情况二:针对满意当前商品的用户引导。引导的是让用户下单,但在下单过程中,用户可能会存在犹豫,通常情况下他会对当前的产品不肯定,因此利用群集效应的个性化推荐栏“浏览了该商品的用户最终购买了”就出现了,为了增加集群效应,我们还会用百分比的形式增加消费氛围。

如右图为浏览了华为U500后的站内个性化推荐形式:

 

第二阶段:感兴趣

这个阶段,通常我们以激发客户兴趣为主,主要推荐的商品一方面是用户个体浏览过的商品,另一方是根据用户群体浏览行为后最大概率的商品浏览做推荐。如左图一是针对浏览过商品的直接提醒推荐:

通常情况下,直接基于用户的行为商品做推荐,是效果非常好的方法,如京东针对关注商品的价格提醒,如左图二时针对关注商品的价格提醒推荐:

 

 

第三阶段:搜索

站内搜索是用户获取信息的重要手段,并且使用搜索的用户转化率高于全站平均转化率,因此针对搜索的个性化推荐非常有效。

针对搜索的推荐,首先要辨别用户搜索词,对于错拼词和误拼词的提示、对拼音的转化、对无效字符的过滤、去除干扰信息并做分词是主要过程,这个过程中,对字符的处理是关键字。
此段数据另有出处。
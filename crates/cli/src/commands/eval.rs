//! Evaluate a kernel at individual points.

use anyhow::{bail, Context, Result};

use crate::kernel::{Kernel, Sample};

/// Parse a float argument, accepting `inf`, `-inf` and `nan`.
pub fn parse_value(text: &str) -> Result<f64> {
    text.trim()
        .parse::<f64>()
        .with_context(|| format!("Invalid number: '{}'", text))
}

/// Parse a `y,x` pair for atan2.
fn parse_pair(text: &str) -> Result<(f64, f64)> {
    let Some((y, x)) = text.split_once(',') else {
        bail!("atan2 takes y,x pairs, got '{}'", text);
    };
    Ok((parse_value(y)?, parse_value(x)?))
}

/// Evaluate `function` at every value and return the samples.
pub fn evaluate(function: &str, values: &[String]) -> Result<Vec<Sample>> {
    let kernel = Kernel::lookup(function)?;
    if values.is_empty() {
        bail!("No values given for {}", function);
    }

    values
        .iter()
        .map(|text| {
            if kernel.is_binary() {
                let (y, x) = parse_pair(text)?;
                Ok(kernel.eval(x, y))
            } else {
                Ok(kernel.eval(parse_value(text)?, 0.0))
            }
        })
        .collect()
}

/// Execute the eval command.
pub fn execute(function: &str, values: &[String]) -> Result<()> {
    let samples = evaluate(function, values)?;

    for s in &samples {
        let input = match s.y {
            Some(y) => format!("y={:e} x={:e}", y, s.x),
            None => format!("x={:e}", s.x),
        };
        let ulps = if s.ulps == u64::MAX {
            "nan-mismatch".to_string()
        } else {
            s.ulps.to_string()
        };
        println!(
            "{}({}) = {:e}  libm {:e}  ulp {}",
            function, input, s.result, s.reference, ulps
        );
    }

    Ok(())
}
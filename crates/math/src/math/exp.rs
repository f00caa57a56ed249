//! Double-precision exponential
//!
//! `exp(x) = 2^(n/N) * exp(r)` with `n = round(x * N/ln2)` and
//! `r = x - n * ln2/N`, `|r| <= ln2/(2N)`. The scale `2^(n/N)` is assembled
//! from a table entry (low bits of `n`) plus the high bits of `n` shifted
//! into the exponent field. `N` is 128 or 256 depending on
//! [`EXP_TABLE_BITS`](crate::config::EXP_TABLE_BITS).
//!
//! # Error Bounds
//!
//! - 128-entry table: 1.88 + 0.5 ULP
//! - 256-entry table: 0.54 + 0.5 ULP
//!
//! # Example
//!
//! ```rust
//! use vela_math::{F64x2, SimdVector};
//! use vela_math::math::exp;
//!
//! let y = exp(F64x2::splat(0.0));
//! assert_eq!(y.extract(0), 1.0);
//! ```

#![allow(clippy::excessive_precision)]

use super::{bits, SHIFT_F64};
use crate::config::{DefaultMode, FpMode};
use crate::fallback::special_case;
#[cfg(feature = "exp-table-256")]
use crate::tables::EXP_DATA_256;
use crate::tables::EXP_DATA_128;
use crate::traits::{SimdBits, SimdMask, SimdVector};

/// Reduction constants and polynomial for one table size
pub(crate) struct ExpParams {
    /// log2 of the table size
    pub bits: u32,
    /// `N/ln2`
    pub inv_ln2: f64,
    /// `ln2/N`, high part
    pub ln2_hi: f64,
    /// `ln2/N`, low part
    pub ln2_lo: f64,
    /// `exp(r) - 1 ~= r + c1 r^2 + c2 r^3 + c3 r^4`
    pub poly: [f64; 3],
    /// Table of `2^(i/N)` bits
    pub table: &'static [u64],
}

// rel error 1.4337 * 2^-53 on [-ln2/256, ln2/256]
pub(crate) static EXP_128: ExpParams = ExpParams {
    bits: 7,
    inv_ln2: 184.6649652337873,
    ln2_hi: 0.0054152123481245725,
    ln2_lo: 1.8117553233174215e-19,
    poly: [0.4999999999999611, 0.16666671976210307, 0.04166668215674822],
    table: &EXP_DATA_128,
};

// rel error 1.4318 * 2^-58 on [-ln2/512, ln2/512]
#[cfg(feature = "exp-table-256")]
pub(crate) static EXP_256: ExpParams = ExpParams {
    bits: 8,
    inv_ln2: 369.3299304675746,
    ln2_hi: 0.0027076061740622863,
    ln2_lo: 9.058776616587108e-20,
    poly: [0.49999999999999756, 0.1666666799405231, 0.04166667054486623],
    table: &EXP_DATA_256,
};

#[cfg(not(feature = "exp-table-256"))]
pub(crate) static EXP_PARAMS: &ExpParams = &EXP_128;

#[cfg(feature = "exp-table-256")]
pub(crate) static EXP_PARAMS: &ExpParams = &EXP_256;

/// Above this |x| the scale may overflow or underflow
const THRES: f64 = 704.0;

/// top12(0x1p-511)
const TINY_BOUND: u64 = 0x200;

/// top12(0x1p9)
const BIG_BOUND: u64 = 0x408;

/// Intermediate results of the exp reduction
pub(crate) struct ExpParts<V> {
    /// `2^(n/N)`, only valid while the exponent stays in range
    pub scale: V,
    /// `exp(r) - 1`
    pub poly: V,
    /// `n` as a float
    pub n: V,
}

/// Reduction, polynomial and table scale for `exp(x + tail)`
///
/// `tail` must be much smaller than `ln2/N`; it is added to the reduced
/// argument.
#[inline(always)]
pub(crate) fn exp_parts<V>(x: V, tail: Option<V>, params: &ExpParams) -> ExpParts<V>
where
    V: SimdVector<Scalar = f64>,
{
    // n = round(x/(ln2/N))
    let z = x.fma(V::splat(params.inv_ln2), V::splat(SHIFT_F64));
    let u = z.to_bits();
    let n = z.sub(V::splat(SHIFT_F64));

    // r = x - n*ln2/N
    let r = n.fma(V::splat(-params.ln2_hi), x);
    let mut r = n.fma(V::splat(-params.ln2_lo), r);
    if let Some(tail) = tail {
        r = r.add(tail);
    }

    let e = u.shl(52 - params.bits);
    let i = u.and(bits::<V>((1u64 << params.bits) - 1));

    let [c1, c2, c3] = params.poly;
    let r2 = r.mul(r);
    let y = r.fma(V::splat(c2), V::splat(c1));
    let y = r2.fma(V::splat(c3), y);
    let poly = y.fma(r2, r);

    let scale = V::from_bits(V::Bits::gather(params.table, i).add(e));

    ExpParts { scale, poly, n }
}

/// Two-step scaling for lanes whose `2^n` leaves the exponent range
///
/// `scale * (1 + poly)` is computed as `s1 * (s2 + s2 * poly)` with
/// `s1 * s2 = scale`, so only the final multiply can overflow or underflow
/// and does so with the correctly signed infinity or zero. `bound` is the
/// `|n|` beyond which the result saturates to `s1 * s1`.
#[inline(never)]
pub(crate) fn scale_special<V>(scale: V, poly: V, n: V, bound: f64) -> V
where
    V: SimdVector<Scalar = f64>,
{
    let b = V::Bits::select(
        n.le(V::splat(0.0)),
        bits::<V>(0x6000_0000_0000_0000),
        bits::<V>(0),
    );
    let s1 = V::from_bits(bits::<V>(0x7000_0000_0000_0000).sub(b));
    let s2 = V::from_bits(scale.to_bits().sub(bits::<V>(0x3010_0000_0000_0000)).add(b));
    let saturate = n.abs().gt(V::splat(bound));
    let r1 = s1.mul(s1);
    let r0 = poly.fma(s2, s2).mul(s1);
    V::select(saturate, r1, r0)
}

/// Vectorized e^x in the default [`FpMode`]
#[inline]
pub fn exp<V: SimdVector<Scalar = f64>>(x: V) -> V {
    exp_with::<DefaultMode, V>(x)
}

/// Vectorized e^x
///
/// In `Fast` mode lanes with `|x| > 704` finish through two-step scaling;
/// NaN propagates through the fast path. In `RespectExceptions` mode lanes
/// with `|x|` outside `[2^-511, 2^9)` are replaced by 1 before the fast path
/// and recomputed with `libm::exp`.
#[inline]
pub fn exp_with<M: FpMode, V: SimdVector<Scalar = f64>>(x: V) -> V {
    if M::RESPECT_EXCEPTIONS {
        let top = x.abs().to_bits().shr(52);
        let special = top
            .sub(bits::<V>(TINY_BOUND))
            .ge(bits::<V>(BIG_BOUND - TINY_BOUND));
        let xm = V::select(special, V::splat(1.0), x);
        let parts = exp_parts(xm, None, EXP_PARAMS);
        let y = parts.poly.fma(parts.scale, parts.scale);
        if special.any() {
            return special_case(x, y, special, libm::exp);
        }
        y
    } else {
        let special = x.abs().gt(V::splat(THRES));
        let parts = exp_parts(x, None, EXP_PARAMS);
        if special.any() {
            let bound = 1280.0 * (1u64 << EXP_PARAMS.bits) as f64;
            return scale_special(parts.scale, parts.poly, parts.n, bound);
        }
        parts.poly.fma(parts.scale, parts.scale)
    }
}

/// `exp(x + tail)` for `|tail|` much smaller than `ln2/128`
///
/// Always uses the 128-entry table. Used by erfc to evaluate `exp(-x^2)`
/// with the rounding error of `x^2` folded back in.
#[inline(always)]
pub(crate) fn exp_tail<V: SimdVector<Scalar = f64>>(x: V, tail: V) -> V {
    let special = x.abs().gt(V::splat(THRES));
    let parts = exp_parts(x, Some(tail), &EXP_128);
    if special.any() {
        return scale_special(parts.scale, parts.poly, parts.n, 1280.0 * 128.0);
    }
    parts.poly.fma(parts.scale, parts.scale)
}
(这也是百度这些以搜索引擎为主业务的根本)

其次是用户在查看搜索结果时的互动。通常情况下用户会在搜索结果页使用筛选信息,因此制定针对无结果时的数据推荐规则是关键,包括推荐的同一或跨品牌、子品类、父品类的规则。

第四阶段:购物行动

购物行动分为三部分,一是用户将商品加入购物车,二是用户提交订单,三是用户完成购物之后。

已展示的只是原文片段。